Santa Nella began as the site of Rancho de Centinela (Sentinel Ranch) first established by pioneering stockmen from San Juan Bautista and Monterey as a place to raise horses in 1810. The former Centinela Adobe, a one-story adobe built as living quarters for the ranch, was located on El Camino Viejo a Los Ángeles about 3 mi downstream from the site of the later San Luis Adobe (now under the San Luis Reservoir), at the east end of the Pacheco Pass road, situated on the south bank of Arroyo de San Luis Gonzaga. The escape of many of the horses into the valley and subsequent Indian hostilities made the enterprise a failure.

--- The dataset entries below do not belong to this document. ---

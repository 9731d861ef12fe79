//! Commonly used types and utilities for ease of import.

pub use crate::{
    random_board, take_turn, AutomatedCombatant, Board, Combatant, Coordinate, Event, GameEngine,
    Narrator, Orientation, Side, StandardBoard, StandardGame, TurnState, Vessel,
};

#[cfg(feature = "std")]
pub use crate::cli::{BoardView, StdinInput, TerminalNarrator};
#[cfg(feature = "std")]
pub use crate::{init_logging, HumanCombatant, InputSource};
#![cfg_attr(not(feature = "std"), no_std)]

extern crate alloc;

#[cfg(feature = "std")]
pub mod cli;
pub mod engine;
#[cfg(feature = "std")]
mod logging;
pub mod player;
pub mod prelude;

pub use engine::*;
#[cfg(feature = "std")]
pub use logging::init_logging;
pub use player::*;
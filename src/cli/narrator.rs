use crate::engine::{BoardError, Coordinate, Event, Narrator, ShotOutcome, Side};

/// Narrator that prints events for a person at the terminal.
///
/// Refused targets of the automated side are only logged; it redraws them on
/// its own and the human has nothing to correct.
#[derive(Debug, Default)]
pub struct TerminalNarrator;

impl TerminalNarrator {
    pub fn new() -> Self {
        Self
    }
}

fn shooter_name(side: Side) -> &'static str {
    match side {
        Side::Human => "Captain",
        Side::Automated => "Opponent",
    }
}

/// 1-based "row column", the way targets are typed.
fn human_coord(at: Coordinate) -> String {
    format!("{} {}", at.row() + 1, at.col() + 1)
}

/// Text shown to the player for `event`. `None` for events the player never
/// sees.
pub fn message(event: &Event) -> Option<String> {
    let text = match *event {
        Event::Shot {
            shooter,
            target,
            outcome,
        } => {
            let verdict = match outcome {
                ShotOutcome::Miss => "Miss. Not this time.",
                ShotOutcome::Hit => "Hit! Fire again.",
                ShotOutcome::Destroyed => "Vessel destroyed!",
            };
            format!(
                "{} fires at {}: {}",
                shooter_name(shooter),
                human_coord(target),
                verdict
            )
        }
        Event::Rejected {
            shooter: Side::Automated,
            ..
        } => return None,
        Event::Rejected {
            error: BoardError::AlreadyTargeted(at),
            ..
        } => format!("We already fired at {}. Pick another cell.", human_coord(at)),
        Event::Rejected { .. } => "That target is off the board!".to_string(),
        Event::InvalidInput(e) => format!("{}. Try again, e.g. \"2 3\".", e),
        Event::GameOver {
            winner: Side::Human,
        } => "Victory! Every enemy vessel is on the bottom.".to_string(),
        Event::GameOver {
            winner: Side::Automated,
        } => "Defeat. Our whole fleet is lost.".to_string(),
    };
    Some(text)
}

impl Narrator for TerminalNarrator {
    fn announce(&mut self, event: &Event) {
        match message(event) {
            Some(text) => println!("{}", text),
            None => log::debug!("{:?}", event),
        }
    }
}
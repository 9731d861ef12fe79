//! Combatant trait and implementations
//!
//! A combatant only decides where to shoot. Firing, and retrying when the
//! board refuses a target, is shared by every combatant in [`take_turn`].
//! - AutomatedCombatant: picks uniformly random cells
//! - HumanCombatant: reads targets from an input source

use rand::rngs::SmallRng;

use crate::engine::{Board, BoardError, Coordinate, Event, Narrator, Side};

/// Interface implemented by the different kinds of participant.
pub trait Combatant {
    /// Choose the next cell to fire at on the opponent's board.
    ///
    /// Errors are boundary failures (such as closed input), never game rules.
    fn select_target(
        &mut self,
        rng: &mut SmallRng,
        narrator: &mut dyn Narrator,
    ) -> anyhow::Result<Coordinate>;
}

/// Fire one accepted shot at `enemy` on behalf of `shooter`.
///
/// Targets the board refuses are announced and the combatant is asked again,
/// for as long as it takes. Returns `true` when the same side shoots again.
pub fn take_turn<const N: usize>(
    shooter: Side,
    combatant: &mut dyn Combatant,
    enemy: &mut Board<N>,
    rng: &mut SmallRng,
    narrator: &mut dyn Narrator,
) -> anyhow::Result<bool> {
    loop {
        let target = combatant.select_target(rng, narrator)?;
        match enemy.shot(target) {
            Ok(outcome) => {
                narrator.announce(&Event::Shot {
                    shooter,
                    target,
                    outcome,
                });
                return Ok(outcome.grants_repeat());
            }
            Err(error @ (BoardError::OutOfBounds(_) | BoardError::AlreadyTargeted(_))) => {
                log::debug!("{:?} target rejected: {}", shooter, error);
                narrator.announce(&Event::Rejected { shooter, error });
            }
            Err(other) => return Err(anyhow::anyhow!(other)),
        }
    }
}

pub mod ai;
pub use ai::AutomatedCombatant;

#[cfg(feature = "std")]
pub mod human;
#[cfg(feature = "std")]
pub use human::{parse_target, HumanCombatant, InputSource};
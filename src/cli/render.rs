use std::fmt;

use crate::engine::{Board, CellState, Coordinate};

const WATER: char = 'O';
const SHIP: char = '■';
const HIT: char = 'X';
const MISS: char = 'T';

/// Text rendering of a board, 1-based labels on both axes.
///
/// With `hide_ships` intact vessel cells are drawn as water, which is how the
/// opponent's board is shown to the human.
pub struct BoardView<'a, const N: usize> {
    board: &'a Board<N>,
    hide_ships: bool,
}

impl<'a, const N: usize> BoardView<'a, N> {
    pub fn new(board: &'a Board<N>, hide_ships: bool) -> Self {
        Self { board, hide_ships }
    }

    fn glyph(&self, state: CellState) -> char {
        match state {
            CellState::Empty => WATER,
            CellState::Ship if self.hide_ships => WATER,
            CellState::Ship => SHIP,
            CellState::Hit => HIT,
            CellState::Miss => MISS,
        }
    }
}

impl<const N: usize> fmt::Display for BoardView<'_, N> {
    fn fmt(&self, f: &mut fmt::Formatter<'_>) -> fmt::Result {
        write!(f, "  |")?;
        for c in 0..N {
            write!(f, " {} |", c + 1)?;
        }
        for r in 0..N {
            write!(f, "\n{} |", r + 1)?;
            for c in 0..N {
                let state = self
                    .board
                    .cell(Coordinate::new(r as i32, c as i32))
                    .unwrap_or(CellState::Empty);
                write!(f, " {} |", self.glyph(state))?;
            }
        }
        Ok(())
    }
}

/// Render `board` to a string.
pub fn render<const N: usize>(board: &Board<N>, hide_ships: bool) -> String {
    BoardView::new(board, hide_ships).to_string()
}
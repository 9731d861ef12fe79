//! Notifications the engine emits while a match is played.

use alloc::vec::Vec;

use super::common::{BoardError, InputError, ShotOutcome};
use super::coord::Coordinate;
use super::game::Side;

/// Something worth telling the players about.
#[derive(Debug, Clone, Copy, PartialEq, Eq)]
pub enum Event {
    /// A shot was accepted by the enemy board.
    Shot {
        shooter: Side,
        target: Coordinate,
        outcome: ShotOutcome,
    },
    /// The board refused a target; the shooter picks again.
    Rejected { shooter: Side, error: BoardError },
    /// Typed input could not be read as a target.
    InvalidInput(InputError),
    /// One side has destroyed the other's whole fleet.
    GameOver { winner: Side },
}

/// Receiver of [`Event`]s. How they are shown is up to the implementation.
pub trait Narrator {
    fn announce(&mut self, event: &Event);
}

/// Records every event, in order.
impl Narrator for Vec<Event> {
    fn announce(&mut self, event: &Event) {
        self.push(*event);
    }
}

/// Discards everything.
#[derive(Debug, Default, Clone, Copy)]
pub struct Silent;

impl Narrator for Silent {
    fn announce(&mut self, _event: &Event) {}
}
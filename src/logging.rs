#![cfg(feature = "std")]

use std::env;
use log::{self, LevelFilter, Metadata, Record};

struct StderrLogger;

impl log::Log for StderrLogger {
    fn enabled(&self, metadata: &Metadata) -> bool {
        metadata.level() <= log::max_level()
    }

    fn log(&self, record: &Record) {
        if self.enabled(record.metadata()) {
            eprintln!("{} [{}] {}", record.level(), record.target(), record.args());
        }
    }

    fn flush(&self) {}
}

static LOGGER: StderrLogger = StderrLogger;

/// Initialize logging with a level taken from the `WARSHIPS_LOG` environment variable.
/// Defaults to `warn` if the variable is not set or invalid, so the game screen stays clean.
pub fn init_logging() {
    let level = env::var("WARSHIPS_LOG")
        .ok()
        .and_then(|lvl| lvl.parse().ok())
        .unwrap_or(LevelFilter::Warn);
    let _ = log::set_logger(&LOGGER).map(|()| log::set_max_level(level));
}
#![cfg(feature = "std")]

use std::io;

use rand::rngs::SmallRng;

use super::Combatant;
use crate::engine::{Coordinate, Event, InputError, Narrator};

const PROMPT: &str = "Captain, where do we fire? (row column): ";

/// Source of raw text lines typed by a person.
pub trait InputSource {
    /// Show `prompt` and read one line. `Ok(None)` means the input is closed.
    fn read_line(&mut self, prompt: &str) -> io::Result<Option<String>>;
}

/// Parse "row column", both 1-based, into a zero-based coordinate.
///
/// Tokens must be plain digit runs. Range is not checked here: "0 0" parses to
/// (-1, -1) and is refused by the board.
pub fn parse_target(line: &str) -> Result<Coordinate, InputError> {
    let tokens: Vec<&str> = line.split_whitespace().collect();
    let [row, col] = tokens.as_slice() else {
        return Err(InputError::WrongTokenCount(tokens.len()));
    };
    let row = parse_index(row)?;
    let col = parse_index(col)?;
    Ok(Coordinate::new(row - 1, col - 1))
}

fn parse_index(token: &str) -> Result<i32, InputError> {
    if !token.bytes().all(|b| b.is_ascii_digit()) {
        return Err(InputError::NotANumber);
    }
    token.parse().map_err(|_| InputError::NotANumber)
}

/// Combatant driven by a person through an [`InputSource`].
pub struct HumanCombatant<I> {
    input: I,
}

impl<I: InputSource> HumanCombatant<I> {
    pub fn new(input: I) -> Self {
        Self { input }
    }
}

impl<I: InputSource> Combatant for HumanCombatant<I> {
    fn select_target(
        &mut self,
        _rng: &mut SmallRng,
        narrator: &mut dyn Narrator,
    ) -> anyhow::Result<Coordinate> {
        loop {
            let Some(line) = self.input.read_line(PROMPT)? else {
                anyhow::bail!("input closed before a target was chosen");
            };
            match parse_target(&line) {
                Ok(target) => return Ok(target),
                Err(e) => narrator.announce(&Event::InvalidInput(e)),
            }
        }
    }
}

The land and adobe of this old Spanish ranch was included in the Rancho San Luis Gonzaga in 1843. From the time of the California Gold Rush the stage road from Hill's Ferry crossed San Luis Creek at Centinella on the way to connect with the Pacheco Pass road at Rancho San Luis. The old Centinela ranch became a stopping place for stages and travelers on El Camino Viejo. Later a two-story adobe house was constructed near the old adobe by Basque sheepmen in the 1860s and a wooden barn in the 1870s. The two-story adobe was subsequently torn down in the 1890s and replaced by a frame house built by Miller and Lux. This house and barn were for a long time local landmarks. However, by 1966, the wooden house and barn had been removed and a roadside stop built on the site along State Route 33. The name of the place had been corrupted into Santa Nella.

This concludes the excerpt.